Laser Microscopy Helps Examine Blood Vessels in Brain

An innovative technique to perfuse the brain vasculature helps quantify blood vessels using three dimensional (3D) image analysis procedures.

Developed by researchers at the University of Surrey and the Federal University of São Paulo, the technique involves dissolving China Ink with gelatin to create a solution that makes blood vessels more visible when viewed with a confocal microscope, enabling clinicians and pathologists to make an accurate reading of the number, length, and surface area of the brain vasculature. They can also create 3D images, which can help identify changes in their shape and size, key indicators of a number of circulation-related diseases of the brain.

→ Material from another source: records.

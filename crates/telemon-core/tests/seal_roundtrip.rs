//! Chunked OAEP sealing and gzip framing as the agent sends bodies.

#![allow(clippy::unwrap_used)]
#![allow(clippy::expect_used)]

use rsa::pkcs1::{EncodeRsaPrivateKey, EncodeRsaPublicKey, LineEnding};
use rsa::RsaPrivateKey;

use telemon_core::protocol::compress::{gunzip, gzip};
use telemon_core::protocol::{Sealer, Unsealer};

fn keypair() -> RsaPrivateKey {
    RsaPrivateKey::new(&mut rand::thread_rng(), 1024).expect("keygen")
}

#[test]
fn multi_chunk_body_survives_seal_and_unseal() {
    let key = keypair();
    let unsealer = Unsealer::new(key.clone());
    let sealer = unsealer.sealer();

    // 1024-bit key: 62-byte chunks, so this spans several blocks.
    let body: Vec<u8> = (0..500u32).map(|i| (i % 251) as u8).collect();
    let sealed = sealer.seal(&body).unwrap();
    assert_eq!(sealed.len() % 128, 0);
    assert_eq!(sealed.len(), 128 * body.len().div_ceil(62));
    assert_eq!(unsealer.unseal(&sealed).unwrap(), body);
}

#[test]
fn pem_files_load_from_disk() {
    let key = keypair();
    let dir = tempfile::tempdir().unwrap();
    let priv_path = dir.path().join("private.pem");
    let pub_path = dir.path().join("public.pem");
    std::fs::write(&priv_path, key.to_pkcs1_pem(LineEnding::LF).unwrap().as_bytes()).unwrap();
    std::fs::write(
        &pub_path,
        key.to_public_key().to_pkcs1_pem(LineEnding::LF).unwrap(),
    )
    .unwrap();

    let sealer = Sealer::load(&pub_path).unwrap();
    let unsealer = Unsealer::load(&priv_path).unwrap();

    let body = br#"[{"id":"PollCount","type":"counter","delta":1}]"#;
    let wire = sealer.seal(&gzip(body).unwrap()).unwrap();
    let plain = gunzip(&unsealer.unseal(&wire).unwrap()).unwrap();
    assert_eq!(plain, body);
}

#[test]
fn truncated_ciphertext_is_rejected() {
    let unsealer = Unsealer::new(keypair());
    let sealed = unsealer.sealer().seal(b"hello").unwrap();
    let err = unsealer.unseal(&sealed[..sealed.len() - 1]).unwrap_err();
    assert_eq!(err.client_code().as_str(), "BAD_REQUEST");
}

#[test]
fn wrong_key_fails_to_unseal() {
    let a = Unsealer::new(keypair());
    let b = Unsealer::new(keypair());
    let sealed = a.sealer().seal(b"hello").unwrap();
    assert!(b.unseal(&sealed).is_err());
}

The innovative technique, a modification of the so-called Spalteholz method, will also facilitate a greater understanding of how exercise affects the brain by examining the circulatory effects of increased or decreased heart rate and arterial pressure on the brain. It will also help in investigating angiogenesis in cortical, hippocampal, and cerebellar tissue samples, including stereological estimations of total volume and length and of surface area of vessels. The study was published on January 5, 2017, in the Journal of Anatomy.

“Previously, we have been unable to fully sample and perform a quantification of the circulation of the brain in 3D as we simply could not see all vessels, due to their minute size and sometimes due to their irregular spatial distribution,” said study co-author Augusto Coppi, MD, of the University of Surrey. “This new technique will allow us to sample, image, and count blood vessels in 3D, giving us a greater mechanistic comprehension of how the circulation of the brain works, and how brain diseases such as dementia and stroke affect this organ.”

Confocal laser-scanning microscopy is a useful tool for visualizing neurons and glia in transparent preparations of brain tissue from laboratory animals. Currently, imaging capillaries and venules in transparent brain tissues requires the use of fluorescent proteins.